Abstract

Black students attending predominantly White institutions (PWIs) versus historically Black colleges and universities (HBCUs) report more harmful discrimination and develop worse mental health outcomes, potentially offsetting the established benefits of college for lowering dementia incidence. Black participants in two cohorts (the Kaiser Healthy Aging and Diverse Life Experiences [KHANDLE] and the Study of Healthy Aging in African Americans [STAR]) who had attended college (N=716) self-reported the college name (classified as HBCU vs. PWI) and completed three waves of executive function (EF) and verbal episodic memory (VEM) assessments. HBCU effects on cognitive level and decline were estimated using adjusted linear mixed-effects models. HBCU (vs. PWI) attendees averaged better EF (β=0.05 [-0.22, 0.32]) and VEM (β=0.21 [-0.06, 0.46]) at age 70 though neither association was statistically significant. HBCU attendance was associated with slightly faster VEM decline (β=-0.03 [-0.05, 0.00]). Harmonized analyses with larger studies are needed to estimate important effects of HBCU attendance. Higher education is robustly linked to lower dementia risk, yet Black-White inequities persist among college-educated adults. Black students attending predominantly White institutions (PWIs) versus historically Black colleges and universities (HBCUs) report more harmful discrimination and develop worse mental health outcomes, which may offset the established benefits of college for lowering dementia incidence.
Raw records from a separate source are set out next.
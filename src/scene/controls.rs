//! Scene Controls
//!
//! The registry of scene layers and which layer and tool are active. This is
//! the "host" side of tool cycling: the cycle engine only ever reads from it
//! and asks it to activate things.

use bevy::prelude::*;

use super::layers::{default_scene_layers, SceneLayer};
use crate::core::errors::{bail, CycleResult};
use crate::tools::{LayerId, ToolId};
use crate::{layer_not_found, tool_not_found};

/// Fired when the active layer differs from the last one seen
#[derive(Event, Debug, Clone, PartialEq, Eq)]
pub struct LayerChanged {
    pub layer_id: LayerId,
}

/// Resource holding the scene layers and the current selection
#[derive(Resource, Debug, Clone)]
pub struct SceneControls {
    layers: Vec<SceneLayer>,
    active_layer: Option<LayerId>,
    active_tool: Option<ToolId>,
}

impl Default for SceneControls {
    fn default() -> Self {
        Self::new(default_scene_layers())
    }
}

impl SceneControls {
    /// Nothing is active until something is activated
    pub fn new(layers: Vec<SceneLayer>) -> Self {
        Self {
            layers,
            active_layer: None,
            active_tool: None,
        }
    }

    pub fn layers(&self) -> &[SceneLayer] {
        &self.layers
    }

    pub fn layer(&self, layer_id: &str) -> Option<&SceneLayer> {
        self.layers.iter().find(|layer| layer.id == layer_id)
    }

    pub fn has_layer(&self, layer_id: &str) -> bool {
        self.layer(layer_id).is_some()
    }

    pub fn active_layer_id(&self) -> Option<&LayerId> {
        self.active_layer.as_ref()
    }

    pub fn active_tool_id(&self) -> Option<&ToolId> {
        self.active_tool.as_ref()
    }

    pub fn active_layer(&self) -> Option<&SceneLayer> {
        self.active_layer.as_deref().and_then(|id| self.layer(id))
    }

    /// Comma-separated layer ids, for error messages
    pub fn available_layers(&self) -> String {
        self.layers
            .iter()
            .map(|layer| layer.id.as_str())
            .collect::<Vec<_>>()
            .join(", ")
    }

    /// Make `tool_id` on `layer_id` the active tool
    pub fn activate(&mut self, layer_id: &str, tool_id: &str) -> CycleResult<()> {
        let Some(layer) = self.layer(layer_id) else {
            return Err(layer_not_found!(layer_id, self.available_layers()));
        };
        let Some(tool) = layer.tool(tool_id) else {
            return Err(tool_not_found!(layer_id, tool_id));
        };
        if tool.disabled {
            bail!("Tool '{tool_id}' on layer '{layer_id}' is disabled");
        }
        if !tool.visible {
            bail!("Tool '{tool_id}' on layer '{layer_id}' is hidden");
        }
        if tool.is_toggle {
            bail!("Tool '{tool_id}' on layer '{layer_id}' is a toggle, not a mode");
        }

        let (layer_id, tool_id) = (layer.id.clone(), tool.id.clone());
        if self.active_layer.as_ref() != Some(&layer_id) {
            info!("Active layer: {}", layer_id);
        }
        debug!("Active tool: {} / {}", layer_id, tool_id);
        self.active_layer = Some(layer_id);
        self.active_tool = Some(tool_id);
        Ok(())
    }
}

/// Send [`LayerChanged`] whenever the active layer differs from the last seen
pub fn detect_layer_change(
    controls: Res<SceneControls>,
    mut last_layer: Local<Option<LayerId>>,
    mut events: EventWriter<LayerChanged>,
) {
    let Some(active) = controls.active_layer_id() else {
        return;
    };
    if last_layer.as_ref() == Some(active) {
        return;
    }
    *last_layer = Some(active.clone());
    events.write(LayerChanged {
        layer_id: active.clone(),
    });
}

#[cfg(test)]
mod tests {
    use super::*;

    #[test]
    fn starts_with_nothing_active() {
        let controls = SceneControls::default();
        assert!(controls.active_layer_id().is_none());
        assert!(controls.active_tool_id().is_none());
        assert_eq!(controls.layers().len(), 9);
    }

    #[test]
    fn activate_switches_layer_and_tool() {
        let mut controls = SceneControls::default();
        controls.activate("walls", "door").unwrap();
        assert_eq!(controls.active_layer_id().map(|id| id.as_str()), Some("walls"));
        assert_eq!(controls.active_tool_id().map(|id| id.as_str()), Some("door"));
        assert_eq!(controls.active_layer().map(|l| l.title.as_str()), Some("Wall Controls"));
    }

    #[test]
    fn activate_rejects_unknown_and_ineligible_tools() {
        let mut controls = SceneControls::default();
        let err = controls.activate("attic", "select").unwrap_err();
        assert!(err.to_string().contains("Layer 'attic' not found"));

        assert!(controls.activate("walls", "nope").is_err());
        assert!(controls.activate("walls", "snap").is_err());
        assert!(controls.activate("lighting", "day").is_err());

        // A failed activation changes nothing
        assert!(controls.active_layer_id().is_none());
    }

    #[test]
    fn layer_change_is_reported_once_per_switch() {
        let mut app = App::new();
        app.add_event::<LayerChanged>()
            .init_resource::<SceneControls>()
            .add_systems(Update, detect_layer_change);

        let changes = |app: &mut App| {
            app.world_mut()
                .resource_mut::<Events<LayerChanged>>()
                .drain()
                .map(|e| e.layer_id.to_string())
                .collect::<Vec<_>>()
        };

        app.update();
        assert!(changes(&mut app).is_empty());

        app.world_mut()
            .resource_mut::<SceneControls>()
            .activate("tokens", "select")
            .unwrap();
        app.update();
        assert_eq!(changes(&mut app), ["tokens"]);

        app.world_mut()
            .resource_mut::<SceneControls>()
            .activate("tokens", "ruler")
            .unwrap();
        app.update();
        assert!(changes(&mut app).is_empty());

        app.world_mut()
            .resource_mut::<SceneControls>()
            .activate("walls", "select")
            .unwrap();
        app.update();
        assert_eq!(changes(&mut app), ["walls"]);
    }
}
HBCU (vs. non-HBCU) attendees averaged better executive function and verbal episodic memory (VEM) at average age 70, though confidence intervals were wide and associations were not statistically significant, and averaged slightly faster decline in VEM. Harmonized analyses using larger nationally representative studies are likely needed to avoid underestimating the health effects of HBCU attendance.